IRS event answer
The IRS third-quarter calendar lists September 30, 2026 for Form 730 for August wagers and Form 2290 for vehicles first used during August.
Last verified June 17, 2026
This page gives the source-backed date first, then shows what the reader still has to verify. It is a planning page, not a payroll, filing, bond, excise-tax, or employee-status decision.
September 30, 2026 Form 2290 And Wagering Tax Deadlines: official-source breakdown
| Item | What the IRS calendar lists | What to verify |
|---|---|---|
| Form 730 | IRS lists filing Form 730 and paying tax on wagers accepted during August. | Confirm that wagering activity occurred and that Form 730 applies. |
| Form 2290 | IRS lists Form 2290 and tax for vehicles first used during August. | Confirm the first-use month, vehicle status, and current Form 2290 instructions. |
| Semiweekly payroll item | IRS also lists a September 30 semiweekly payroll deposit line for September 23-25 payments. | Keep payroll deposit checks separate from Form 730 and Form 2290. |
How to read this IRS deadline
The IRS public tax calendars are useful because they put many recurring filing, reporting, deposit, and payment dates in one place. They are also easy to misread if a page treats every IRS line as a general deadline. This page keeps the official date visible while preserving the condition attached to the date.

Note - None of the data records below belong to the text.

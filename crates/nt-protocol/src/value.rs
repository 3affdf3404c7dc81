//! The NT4 value model: a tagged variant with one arm per recognized type
//! pair, and the validation rules from spec §6 applied at construction time.

use crate::types::TypeInfo;
use rmpv::Value as Wire;

/// A value carried by a topic, already validated against its type.
#[derive(Debug, Clone, PartialEq)]
pub enum Value {
    Boolean(bool),
    Double(f64),
    Int(i64),
    Float(f32),
    String(String),
    Json(serde_json::Value),
    Raw(Vec<u8>),
    Rpc(Vec<u8>),
    Msgpack(Vec<u8>),
    Protobuf(Vec<u8>),
    BooleanArray(Vec<bool>),
    DoubleArray(Vec<f64>),
    IntArray(Vec<i64>),
    FloatArray(Vec<f32>),
    StringArray(Vec<String>),
}

#[derive(Debug, thiserror::Error, PartialEq, Eq)]
pub enum ValueError {
    #[error("value for type {0} is not a {1}")]
    WrongShape(TypeInfo, &'static str),
    #[error("double/float value is not finite")]
    NotFinite,
    #[error("int value is not a finite integer")]
    NotInteger,
    #[error("json value did not parse as an object")]
    JsonNotObject,
    #[error("unrecognized type pair {0}")]
    UnrecognizedType(TypeInfo),
}

impl Value {
    /// The type-info pair this value was constructed for.
    pub fn type_info(&self) -> TypeInfo {
        match self {
            Value::Boolean(_) => TypeInfo::boolean(),
            Value::Double(_) => TypeInfo::double(),
            Value::Int(_) => TypeInfo::int(),
            Value::Float(_) => TypeInfo::float(),
            Value::String(_) => TypeInfo::string(),
            Value::Json(_) => TypeInfo::json(),
            Value::Raw(_) => TypeInfo::raw(),
            Value::Rpc(_) => TypeInfo::rpc(),
            Value::Msgpack(_) => TypeInfo::msgpack(),
            Value::Protobuf(_) => TypeInfo::protobuf(),
            Value::BooleanArray(_) => TypeInfo::boolean_array(),
            Value::DoubleArray(_) => TypeInfo::double_array(),
            Value::IntArray(_) => TypeInfo::int_array(),
            Value::FloatArray(_) => TypeInfo::float_array(),
            Value::StringArray(_) => TypeInfo::string_array(),
        }
    }

    /// Decode and validate a wire value against an expected type pair,
    /// applying the §6 ingress rules.
    pub fn decode(type_info: &TypeInfo, wire: &Wire) -> Result<Value, ValueError> {
        match (type_info.number, type_info.name.as_str()) {
            (0, _) => wire
                .as_bool()
                .map(Value::Boolean)
                .ok_or(ValueError::WrongShape(type_info.clone(), "boolean")),
            (1, _) => {
                let n = wire
                    .as_f64()
                    .ok_or_else(|| ValueError::WrongShape(type_info.clone(), "double"))?;
                if !n.is_finite() {
                    return Err(ValueError::NotFinite);
                }
                Ok(Value::Double(n))
            }
            (2, _) => {
                let n = wire
                    .as_i64()
                    .ok_or(ValueError::NotInteger)?;
                Ok(Value::Int(n))
            }
            (3, _) => {
                let n = wire
                    .as_f64()
                    .ok_or_else(|| ValueError::WrongShape(type_info.clone(), "float"))?;
                if !n.is_finite() {
                    return Err(ValueError::NotFinite);
                }
                Ok(Value::Float(n as f32))
            }
            (4, "json") => {
                let s = wire
                    .as_str()
                    .ok_or_else(|| ValueError::WrongShape(type_info.clone(), "string"))?;
                let parsed: serde_json::Value =
                    serde_json::from_str(s).map_err(|_| ValueError::JsonNotObject)?;
                if !parsed.is_object() {
                    return Err(ValueError::JsonNotObject);
                }
                Ok(Value::Json(parsed))
            }
            (4, _) => wire
                .as_str()
                .map(|s| Value::String(s.to_owned()))
                .ok_or_else(|| ValueError::WrongShape(type_info.clone(), "string")),
            (5, "rpc") => bytes_of(wire)
                .map(Value::Rpc)
                .ok_or_else(|| ValueError::WrongShape(type_info.clone(), "raw")),
            (5, "msgpack") => bytes_of(wire)
                .map(Value::Msgpack)
                .ok_or_else(|| ValueError::WrongShape(type_info.clone(), "raw")),
            (5, "protobuf") => bytes_of(wire)
                .map(Value::Protobuf)
                .ok_or_else(|| ValueError::WrongShape(type_info.clone(), "raw")),
            (5, _) => bytes_of(wire)
                .map(Value::Raw)
                .ok_or_else(|| ValueError::WrongShape(type_info.clone(), "raw")),
            (16, _) => decode_array(wire, |e| e.as_bool())
                .map(Value::BooleanArray)
                .ok_or_else(|| ValueError::WrongShape(type_info.clone(), "boolean[]")),
            (17, _) => {
                let items = decode_array(wire, |e| e.as_f64())
                    .ok_or_else(|| ValueError::WrongShape(type_info.clone(), "double[]"))?;
                if items.iter().any(|n| !n.is_finite()) {
                    return Err(ValueError::NotFinite);
                }
                Ok(Value::DoubleArray(items))
            }
            (18, _) => {
                let items = decode_array(wire, |e| e.as_i64())
                    .ok_or(ValueError::NotInteger)?;
                Ok(Value::IntArray(items))
            }
            (19, _) => {
                let items = decode_array(wire, |e| e.as_f64())
                    .ok_or_else(|| ValueError::WrongShape(type_info.clone(), "float[]"))?;
                if items.iter().any(|n| !n.is_finite()) {
                    return Err(ValueError::NotFinite);
                }
                Ok(Value::FloatArray(items.into_iter().map(|n| n as f32).collect()))
            }
            (20, _) => {
                let items = decode_array(wire, |e| e.as_str().map(str::to_owned))
                    .ok_or_else(|| ValueError::WrongShape(type_info.clone(), "string[]"))?;
                Ok(Value::StringArray(items))
            }
            _ => Err(ValueError::UnrecognizedType(type_info.clone())),
        }
    }

    /// Encode back to the wire representation used in binary value frames.
    pub fn encode(&self) -> Wire {
        match self {
            Value::Boolean(b) => Wire::Boolean(*b),
            Value::Double(d) => Wire::F64(*d),
            Value::Int(i) => Wire::Integer((*i).into()),
            Value::Float(f) => Wire::F32(*f),
            Value::String(s) => Wire::String(s.clone().into()),
            Value::Json(v) => Wire::String(v.to_string().into()),
            Value::Raw(b) | Value::Rpc(b) | Value::Msgpack(b) | Value::Protobuf(b) => {
                Wire::Binary(b.clone())
            }
            Value::BooleanArray(items) => {
                Wire::Array(items.iter().map(|b| Wire::Boolean(*b)).collect())
            }
            Value::DoubleArray(items) => {
                Wire::Array(items.iter().map(|d| Wire::F64(*d)).collect())
            }
            Value::IntArray(items) => {
                Wire::Array(items.iter().map(|i| Wire::Integer((*i).into())).collect())
            }
            Value::FloatArray(items) => {
                Wire::Array(items.iter().map(|f| Wire::F32(*f)).collect())
            }
            Value::StringArray(items) => Wire::Array(
                items
                    .iter()
                    .map(|s| Wire::String(s.clone().into()))
                    .collect(),
            ),
        }
    }
}

fn bytes_of(wire: &Wire) -> Option<Vec<u8>> {
    wire.as_slice().map(<[u8]>::to_vec)
}

fn decode_array<T>(wire: &Wire, mut conv: impl FnMut(&Wire) -> Option<T>) -> Option<Vec<T>> {
    wire.as_array()?.iter().map(&mut conv).collect()
}

#[cfg(test)]
mod tests {
    use super::*;

    #[test]
    fn decode_rejects_non_finite_double() {
        let wire = Wire::F64(f64::NAN);
        assert_eq!(
            Value::decode(&TypeInfo::double(), &wire),
            Err(ValueError::NotFinite)
        );
    }

    #[test]
    fn decode_rejects_non_object_json() {
        let wire = Wire::String("[1,2,3]".into());
        assert_eq!(
            Value::decode(&TypeInfo::json(), &wire),
            Err(ValueError::JsonNotObject)
        );
    }

    #[test]
    fn decode_accepts_object_json() {
        let wire = Wire::String(r#"{"a":1}"#.into());
        let v = Value::decode(&TypeInfo::json(), &wire).unwrap();
        assert!(matches!(v, Value::Json(_)));
    }

    #[test]
    fn int_array_round_trips_and_stays_integer() {
        let v = Value::IntArray(vec![1, 2, 3]);
        let wire = v.encode();
        let decoded = Value::decode(&TypeInfo::int_array(), &wire).unwrap();
        assert_eq!(decoded, v);
    }

    #[test]
    fn scalar_round_trip_modulo_numeric_representation() {
        for v in [
            Value::Boolean(true),
            Value::Double(1.5),
            Value::Int(-7),
            Value::Float(2.5),
            Value::String("hi".to_owned()),
            Value::Raw(vec![1, 2, 3]),
        ] {
            let t = v.type_info();
            let decoded = Value::decode(&t, &v.encode()).unwrap();
            assert_eq!(decoded, v);
        }
    }

    #[test]
    fn double_array_preserves_finiteness() {
        let wire = Wire::Array(vec![Wire::F64(1.0), Wire::F64(f64::INFINITY)]);
        assert_eq!(
            Value::decode(&TypeInfo::double_array(), &wire),
            Err(ValueError::NotFinite)
        );
    }
}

For payroll deposit items, the key question is usually whether the employer uses the monthly or semiweekly deposit rule and whether the covered payment dates match the source line. For employee tip-reporting items, the key question is whether the employee had tips that meet the reporting threshold for the month named by the IRS calendar. For bond, wagering, and heavy-vehicle pages, the key question is whether the activity, form, and month match the specific IRS line.
That is why the page uses language such as “IRS lists” and “if the rule applies” instead of telling a reader to file, pay, or report. It is a source-reviewed index entry for September 30, 2026, not a substitute for the IRS calendar, form instructions, payroll provider records, account notices, or professional guidance.
Verification checklist
- Open the linked IRS calendar and confirm the September 30, 2026 line before using the date.
- Confirm the exact form, payment period, activity month, employee role, business role, or deposit schedule behind the official line.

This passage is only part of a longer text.